A retrospective law depriving a party of the right to enforce a contract if the taxes have not been regularly paid thereon since the making thereof, is void. Walker v. Whithead, 16 Wall. 314; S. C. 43 Geo. 537; Griffiths v. Shipp, 49 Geo. 231; Lathrop v. Brown, I Woods, 474; Kimbro v. Bank, 49 Geo. 419; Gardner v. Jeter, 49 Geo. 195; Mitchell v. Cothrans, 49 Geo. 125; Dougherty v. Fogle, 50 Geo. 464.

A statute prohibiting persons aiding the rebellion against the United States from prosecuting or defending actions during the continuance of the rebellion is void. Davis v. Pierse, 7 Minn. 13; McFarland v. Butler, 8 Minn. 116; Jackson v. Butler, 8 Minn. 117.

A statute requiring suitors to take a test oath of loyalty in order to maintain a suit is valid. Beirne v. Brown, 4 W. Va. 72.

A statute creating a lien upon the property of the debtor in favor of existing contracts is valid, for it merely affects the remedy. Bolton v. Johns, 5 Penn. 145; Brien v. Clay, 1 E. D. Smith, 649; Gordon v. Canal Co. I MCA. 513; contra, Kinney v. Sherman, 28 Ill. 520.

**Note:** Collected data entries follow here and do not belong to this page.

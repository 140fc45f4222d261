// Consensus-critical: the PoW hash input is exactly the 80-byte header.
//! Proof-of-work hashing.
//!
//! The PoW hash is NeoScrypt over the serialized header under the configured
//! [`PowProfile`]. It is recomputed on every call; miners change the nonce on
//! every attempt so there is nothing worth caching.

use crate::encode::header_bytes;
use crate::neoscrypt::{neoscrypt, neoscrypt_counted};
use crate::profile::PowProfile;
use crate::{BlockHeader, Hash256};
use std::sync::atomic::{AtomicU64, Ordering};

/// Counts PoW work as it is performed inside the hasher.
#[derive(Debug, Default)]
pub struct PowStats {
    computations: AtomicU64,
    mixes: AtomicU64,
}

impl PowStats {
    pub fn new() -> Self {
        Self::default()
    }

    /// Completed NeoScrypt hashes.
    pub fn computations(&self) -> u64 {
        self.computations.load(Ordering::Relaxed)
    }

    /// Completed SMix passes over the scratchpad.
    pub fn mixes(&self) -> u64 {
        self.mixes.load(Ordering::Relaxed)
    }

    pub(crate) fn record_computation(&self) {
        self.computations.fetch_add(1, Ordering::Relaxed);
    }

    pub(crate) fn record_mix(&self) {
        self.mixes.fetch_add(1, Ordering::Relaxed);
    }
}

/// Compute the proof-of-work hash of a header.
pub fn pow_hash(header: &BlockHeader, profile: PowProfile) -> Hash256 {
    Hash256(neoscrypt(&header_bytes(header), &profile.params()))
}

/// [`pow_hash`], with the hasher reporting its mixing passes and the finished
/// hash to `stats`.
pub fn pow_hash_counted(header: &BlockHeader, profile: PowProfile, stats: &PowStats) -> Hash256 {
    Hash256(neoscrypt_counted(
        &header_bytes(header),
        &profile.params(),
        Some(stats),
    ))
}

A statute enabling parties who have dealt with a contractor to file a lien claim, and obtain payment from the owner of the property, is valid, for it only provides a new remedy for the collection of a debt which one owes, and the other has the money of the debtor to pay with. Sullivan v. Brewster, 1 E. D. Smith, 681; Miller v. Moore, 1 E. D. Smith, 739.

A mechanics' lien law is altogether a statutory remedy created by the legislature as a boon to a favored class of the community, for the special encouragement of labor in the erection of houses, and is subject to the control of the legislature either to alter, vary, or modify it, or repeal it altogether. Evans v. Montgomery, 4 W. & S. 218.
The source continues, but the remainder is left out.